# Are All Modern Chainsaws Made with Crappo Plastic?



## Mass. Wine Guy (Mar 25, 2013)

I was in Lowes today buying some TruFuel and looked at a Husqvarna Rancher chainsaw. The clutch knob and othwr stuff on the head were all really flimsy feeling and cheapo plastic. Is that pretty much the standard these days for all brands? How much do you need to spend to buy something that won't fall apart and approaches professional quality? My old Jonsered 535 looks a lot better to me now.


----------



## MasterMech (Mar 25, 2013)

Most pro-grade saws that I know of over 50cc are built on magnesium chassis with things like the recoil housing and engine covers being made from magnesium or durable plastics. Usually the clutch covers on these saws are magnesium as well.

There are plenty of examples of saws that don't have a lick of magnesium in them (all plastic chassis) that hold up well to decades of homeowner use. Stihl's mid range series, the 029/MS290 is a good example. Even their smaller saws like the MS210/230/250 or the MS170/180 have held up exceptionally well considering they are relatively inexpensive "homeowner" units.

Husqvarna's Rancher series saws are not quite as good as the mid-grade Stihls in the durability department IMO but if they are not treated roughly, they do hold up just fine as well. The 455 and 460 are the best of that series.

If you want magnesium parts on the saw, you're looking to spend $500+ most likely. And if you are looking for better ("near professional grade") quality, I'd be looking somewhere other than Lowes/HD, etc.  I can just about guarantee their are 1-2 saw shops (or power equipment dealers) within' a 10-15 minute drive in your area. Stihl, Husqvarna, Dolmar, Echo are all good brands to check out.
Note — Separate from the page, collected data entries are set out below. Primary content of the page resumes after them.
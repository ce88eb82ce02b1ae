//! Google Drive v3 HTTP client

use anyhow::{anyhow, bail, Context, Result};
use reqwest::Client;
use std::future::Future;
use std::time::Duration;
use tracing::debug;

use super::auth;
use super::types::{DriveFile, FileList, ServiceAccountKey, FOLDER_MIME_TYPE};

#[cfg(test)]
mod tests;

const DRIVE_API_URL: &str = "https://www.googleapis.com/drive/v3";
const REQUEST_TIMEOUT: Duration = Duration::from_secs(30);
const LIST_FIELDS: &str = "files(id,name,mimeType)";

/// Trait for the Drive lookups the dashboard needs (enables testing with mocks)
pub trait DriveApi {
    /// Find a folder anywhere by exact name
    fn find_folder(&self, name: &str) -> impl Future<Output = Result<Option<DriveFile>>> + Send;

    /// List folders under a parent whose name contains a pattern
    fn list_child_folders(
        &self,
        parent_id: &str,
        name_contains: &str,
    ) -> impl Future<Output = Result<Vec<DriveFile>>> + Send;

    /// Find a file under a parent by exact name
    fn find_child_file(
        &self,
        parent_id: &str,
        name: &str,
    ) -> impl Future<Output = Result<Option<DriveFile>>> + Send;

    /// Download a file's raw content
    fn download(&self, file_id: &str) -> impl Future<Output = Result<Vec<u8>>> + Send;
}

/// Escape a value for use inside a single-quoted Drive query literal
pub fn escape_query_literal(value: &str) -> String {
    value.replace('\\', "\\\\").replace('\'', "\\'")
}

/// Query: folder with an exact name
pub fn folder_by_name_query(name: &str) -> String {
    format!(
        "name='{}' and mimeType='{}' and trashed=false",
        escape_query_literal(name),
        FOLDER_MIME_TYPE
    )
}

/// Query: child folders whose name contains a pattern
pub fn child_folders_query(parent_id: &str, name_contains: &str) -> String {
    format!(
        "'{}' in parents and mimeType='{}' and name contains '{}' and trashed=false",
        escape_query_literal(parent_id),
        FOLDER_MIME_TYPE,
        escape_query_literal(name_contains)
    )
}

/// Query: child file with an exact name
pub fn child_file_query(parent_id: &str, name: &str) -> String {
    format!(
        "'{}' in parents and name='{}' and trashed=false",
        escape_query_literal(parent_id),
        escape_query_literal(name)
    )
}

/// Drive API client holding a bearer token for one load
pub struct DriveClient {
    http: Client,
    token: String,
    base_url: String,
}

impl DriveClient {
    /// Authenticate with a service account key and create a client
    pub async fn connect(key: &ServiceAccountKey) -> Result<Self> {
        let http = Client::builder()
            .user_agent(concat!("dmboard/", env!("CARGO_PKG_VERSION")))
            .timeout(REQUEST_TIMEOUT)
            .build()?;
        let token = auth::fetch_access_token(&http, key).await?;
        Ok(Self {
            http,
            token,
            base_url: DRIVE_API_URL.to_string(),
        })
    }

    /// Run a `files.list` query
    async fn list_files(&self, query: &str) -> Result<Vec<DriveFile>> {
        let url = format!("{}/files", self.base_url);
        debug!(query, "drive files.list");

        let response = self
            .http
            .get(&url)
            .bearer_auth(&self.token)
            .query(&[("q", query), ("fields", LIST_FIELDS), ("pageSize", "1000")])
            .send()
            .await
            .context("Drive request failed")?;

        let status = response.status();
        if !status.is_success() {
            let body = response.text().await.unwrap_or_default();
            bail!("HTTP {}: {}", status.as_u16(), body);
        }

        let text = response.text().await?;
        let list: FileList = serde_json::from_str(&text).map_err(|e| {
            let preview: String = text.chars().take(200).collect();
            anyhow!("Parse error: {}: {}", e, preview)
        })?;
        Ok(list.files)
    }
}

impl DriveApi for DriveClient {
    async fn find_folder(&self, name: &str) -> Result<Option<DriveFile>> {
        let files = self.list_files(&folder_by_name_query(name)).await?;
        Ok(files.into_iter().find(DriveFile::is_folder))
    }

    async fn list_child_folders(
        &self,
        parent_id: &str,
        name_contains: &str,
    ) -> Result<Vec<DriveFile>> {
        self.list_files(&child_folders_query(parent_id, name_contains))
            .await
    }

    async fn find_child_file(&self, parent_id: &str, name: &str) -> Result<Option<DriveFile>> {
        let files = self.list_files(&child_file_query(parent_id, name)).await?;
        Ok(files.into_iter().next())
    }

    async fn download(&self, file_id: &str) -> Result<Vec<u8>> {
        let url = format!("{}/files/{}", self.base_url, file_id);
        debug!(file_id, "drive files.get media");

        let response = self
            .http
            .get(&url)
            .bearer_auth(&self.token)
            .query(&[("alt", "media")])
            .send()
            .await
            .context("Drive download failed")?;

        let status = response.status();
        if !status.is_success() {
            let body = response.text().await.unwrap_or_default();
            bail!("HTTP {}: {}", status.as_u16(), body);
        }

        Ok(response.bytes().await?.to_vec())
    }
}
Buy the best possible tools you can afford, it is the least expensive option.


----------



## nate379 (Mar 25, 2013)

Cheap price, cheap saw...



Mass. Wine Guy said:


> looked at a Husqvarna


----------



## Wildo (Mar 25, 2013)

My Jonsered 2152 is has a magn. base/housing and was $425 in may 2010.


----------



## Mass. Wine Guy (Mar 25, 2013)

I completely agree that it's worth spending more for a better-made product. As the saying goes, I'm not rich enough to buy junk. With Stihls or Husq's, I realize there is a top end used by professional loggers on a daily basis. But which models below approach that tier in build quality? My Jonsered must also have a mag. housing. Sure looks like it. What else do they make them out of?


----------



## MasterMech (Mar 25, 2013)

Mass. Wine Guy said:


> But which models below approach that tier in build quality?


 
In Stihl; MS271, MS291, MS311, and the MS391 are the "mid-range" line up. You sacrifice power to weight ratio but generally not overall power. The plastics used on the units are of high quality and the engines are built to withstand frequent use in less than extreme situations.
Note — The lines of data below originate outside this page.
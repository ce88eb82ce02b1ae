//! Google Drive integration
//!
//! Read-only access to the folders and JSON files that hold per-account
//! usage stats.
//!
//! Use [`connect`] to build an authenticated [`DriveClient`], then drive it
//! through the [`DriveApi`] trait.

mod auth;
mod client;
mod config;
pub mod types;

use anyhow::Result;
use std::path::Path;

pub use client::{DriveApi, DriveClient};
pub use config::{credentials_from_env, load_config, CredentialSource, DriveConfig};

/// Authenticate with the located credentials and return a client
pub async fn connect(source: &CredentialSource) -> Result<DriveClient> {
    let key = source.load()?;
    DriveClient::connect(&key).await
}

/// Register a service account key file in settings.toml
#[cfg(not(tarpaulin_include))]
pub fn register_credentials(path: &Path) -> Result<()> {
    let settings_path = crate::util::config::settings_path()?;
    let key = config::save_credentials_file(path, &settings_path)?;
    println!(
        "Service account {} saved to {}",
        key.client_email,
        settings_path.display()
    );
    Ok(())
}
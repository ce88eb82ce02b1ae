//! Google Drive data types

use anyhow::{bail, Context, Result};
use serde::{Deserialize, Serialize};
use std::fmt;

/// MIME type Drive uses for folders
pub const FOLDER_MIME_TYPE: &str = "application/vnd.google-apps.folder";

const DEFAULT_TOKEN_URI: &str = "https://oauth2.googleapis.com/token";

/// A file or folder entry from `files.list`
#[derive(Debug, Clone, PartialEq, Eq, Serialize, Deserialize)]
#[serde(rename_all = "camelCase")]
pub struct DriveFile {
    /// File ID
    pub id: String,
    /// Display name
    pub name: String,
    /// MIME type
    #[serde(default)]
    pub mime_type: Option<String>,
}

impl DriveFile {
    /// Check if this entry is a folder
    pub fn is_folder(&self) -> bool {
        self.mime_type.as_deref() == Some(FOLDER_MIME_TYPE)
    }
}

/// `files.list` response
#[derive(Debug, Default, Deserialize)]
pub struct FileList {
    #[serde(default)]
    pub files: Vec<DriveFile>,
}

/// Service account key file, as downloaded from the cloud console
#[derive(Clone, Deserialize)]
pub struct ServiceAccountKey {
    /// Key type, `service_account` for keys we can use
    #[serde(rename = "type", default)]
    pub key_type: Option<String>,
    /// Service account email, the JWT issuer
    pub client_email: String,
    /// PEM-encoded RSA private key
    pub private_key: String,
    #[serde(default)]
    pub private_key_id: Option<String>,
    #[serde(default)]
    pub project_id: Option<String>,
    /// OAuth token endpoint
    #[serde(default = "default_token_uri")]
    pub token_uri: String,
}

fn default_token_uri() -> String {
    DEFAULT_TOKEN_URI.to_string()
}

impl ServiceAccountKey {
    /// Parse and validate a key from its JSON text
    pub fn from_json(json: &str) -> Result<Self> {
        let key: Self = serde_json::from_str(json).context("Invalid service account JSON")?;
        if let Some(kind) = key.key_type.as_deref() {
            if kind != "service_account" {
                bail!("Expected a service_account key, got '{}'", kind);
            }
        }
        if key.client_email.is_empty() {
            bail!("Service account key has no client_email");
        }
        if !key.private_key.contains("PRIVATE KEY") {
            bail!("Service account key has no PEM private_key");
        }
        Ok(key)
    }
}

impl fmt::Debug for ServiceAccountKey {
    fn fmt(&self, f: &mut fmt::Formatter<'_>) -> fmt::Result {
        f.debug_struct("ServiceAccountKey")
            .field("client_email", &self.client_email)
            .field("project_id", &self.project_id)
            .field("token_uri", &self.token_uri)
            .field("private_key", &"<redacted>")
            .finish()
    }
}

/// OAuth token endpoint response
#[derive(Debug, Deserialize)]
pub struct TokenResponse {
    pub access_token: String,
}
If you're looking for a replacement for that 535, I'd take a look at the MS271. I'd recommend a MS261 (pro saw) even more so but that's well over $500 and I don't know what you're budget is.
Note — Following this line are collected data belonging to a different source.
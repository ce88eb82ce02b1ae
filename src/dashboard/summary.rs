//! Daily aggregates and per-account display values
//!
//! Pure functions over a slice of records; no I/O happens here.

use chrono::{DateTime, NaiveDateTime, Utc};
use serde::Serialize;

use super::today::TodayPolicy;
use super::types::{DataOrigin, Dataset, UsageRecord};

/// Aggregates across all accounts
#[derive(Debug, Clone, Default, PartialEq, Serialize)]
pub struct DailySummary {
    pub total_accounts: usize,
    pub total_dms_today: u64,
    pub active_accounts_today: usize,
    pub inactive_accounts: usize,
    /// 0 when no account is active
    pub avg_dms_per_active: f64,
    pub total_dms_lifetime: u64,
    /// 0 when there are no accounts
    pub avg_lifetime_per_account: f64,
}

/// Counts come from external files, so totals stop at `u64::MAX`
fn saturating_sum(values: impl Iterator<Item = u64>) -> u64 {
    values.fold(0, u64::saturating_add)
}

pub fn summarize(records: &[UsageRecord]) -> DailySummary {
    let total_accounts = records.len();
    let total_dms_today = saturating_sum(records.iter().map(|r| r.dms_sent_today));
    let active_accounts_today = records.iter().filter(|r| r.dms_sent_today > 0).count();
    let total_dms_lifetime = saturating_sum(records.iter().map(|r| r.total_dms_sent));

    let avg_dms_per_active = if active_accounts_today > 0 {
        total_dms_today as f64 / active_accounts_today as f64
    } else {
        0.0
    };

    let avg_lifetime_per_account = if total_accounts > 0 {
        total_dms_lifetime as f64 / total_accounts as f64
    } else {
        0.0
    };

    DailySummary {
        total_accounts,
        total_dms_today,
        active_accounts_today,
        inactive_accounts: total_accounts - active_accounts_today,
        avg_dms_per_active,
        total_dms_lifetime,
        avg_lifetime_per_account,
    }
}

/// Most active first; ties keep their input order
pub fn sort_by_today(records: &mut [UsageRecord]) {
    records.sort_by(|a, b| b.dms_sent_today.cmp(&a.dms_sent_today));
}

/// Share of the daily limit used, clamped to `[0, 100]`
pub fn progress_pct(dms_today: u64, limit: u64) -> f64 {
    if limit == 0 {
        return 0.0;
    }
    (dms_today as f64 / limit as f64 * 100.0).min(100.0)
}

#[derive(Debug, Clone, Copy, PartialEq, Eq, Serialize)]
#[serde(rename_all = "lowercase")]
pub enum ActivityStatus {
    Active,
    Inactive,
}

impl ActivityStatus {
    pub fn of(dms_today: u64) -> Self {
        if dms_today > 0 {
            ActivityStatus::Active
        } else {
            ActivityStatus::Inactive
        }
    }
}

/// What one account card shows
#[derive(Debug, Clone, PartialEq, Serialize)]
pub struct AccountView {
    pub account_name: String,
    pub dms_sent_today: u64,
    pub total_dms_sent: u64,
    pub current_period_limit: u64,
    pub progress_pct: f64,
    pub status: ActivityStatus,
    /// `HH:MM`, only when the last send happened today
    pub last_active: Option<String>,
    /// Date the today counter applies to
    pub today_date: Option<String>,
    /// `today_date` is not the current date
    pub stale: bool,
}

impl AccountView {
    pub fn new(record: &UsageRecord, policy: &TodayPolicy, now: DateTime<Utc>) -> Self {
        let today = policy.date_of(now);

        let last_active = policy
            .last_used_wall_time(&record.last_used)
            .filter(|wall| wall.date() == today)
            .map(|wall| wall.format("%H:%M").to_string());

        let stale = record
            .today_date
            .as_deref()
            .is_some_and(|date| date != today.format("%Y-%m-%d").to_string());

        Self {
            account_name: record.account_name.clone(),
            dms_sent_today: record.dms_sent_today,
            total_dms_sent: record.total_dms_sent,
            current_period_limit: record.current_period_limit,
            progress_pct: progress_pct(record.dms_sent_today, record.current_period_limit),
            status: ActivityStatus::of(record.dms_sent_today),
            last_active,
            today_date: record.today_date.clone(),
            stale,
        }
    }
}

/// Everything one render pass needs
#[derive(Debug, Clone, Serialize)]
pub struct Report {
    pub generated_at: DateTime<Utc>,
    /// Wall-clock time of `generated_at` in the policy zone
    pub local_time: NaiveDateTime,
    pub timezone: String,
    pub origin: DataOrigin,
    pub summary: DailySummary,
    pub accounts: Vec<AccountView>,
    pub warnings: Vec<String>,
}

impl Report {
    pub fn is_empty(&self) -> bool {
        self.accounts.is_empty()
    }
}

/// Sort, aggregate and derive display values for one dataset
pub fn build_report(dataset: Dataset, policy: &TodayPolicy, now: DateTime<Utc>) -> Report {
    let Dataset {
        mut records,
        origin,
        warnings,
    } = dataset;

    sort_by_today(&mut records);
    let summary = summarize(&records);
    let accounts = records
        .iter()
        .map(|r| AccountView::new(r, policy, now))
        .collect();

    Report {
        generated_at: now,
        local_time: policy.wall_time(now),
        timezone: policy.to_string(),
        origin,
        summary,
        accounts,
        warnings,
    }
}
Husqvarna makes a few "semi-pro" type saws too. The 545, and the 555 might be worth checking out, along with the 550XP (warning: XP = pro saw)

The 545 is probably closest in specs to your Jred 535.

Basically to replace that 535 with a mid-range or semi-pro saw, you're going to spend about $439.95 - $479.95 with either Stihl or Husqvarna. Others here will know more about other brands.


----------



## lukem (Mar 25, 2013)

Plastic ain't all that bad...and some is pretty dang good stuff.  I'm all for a saw shedding a couple lbs.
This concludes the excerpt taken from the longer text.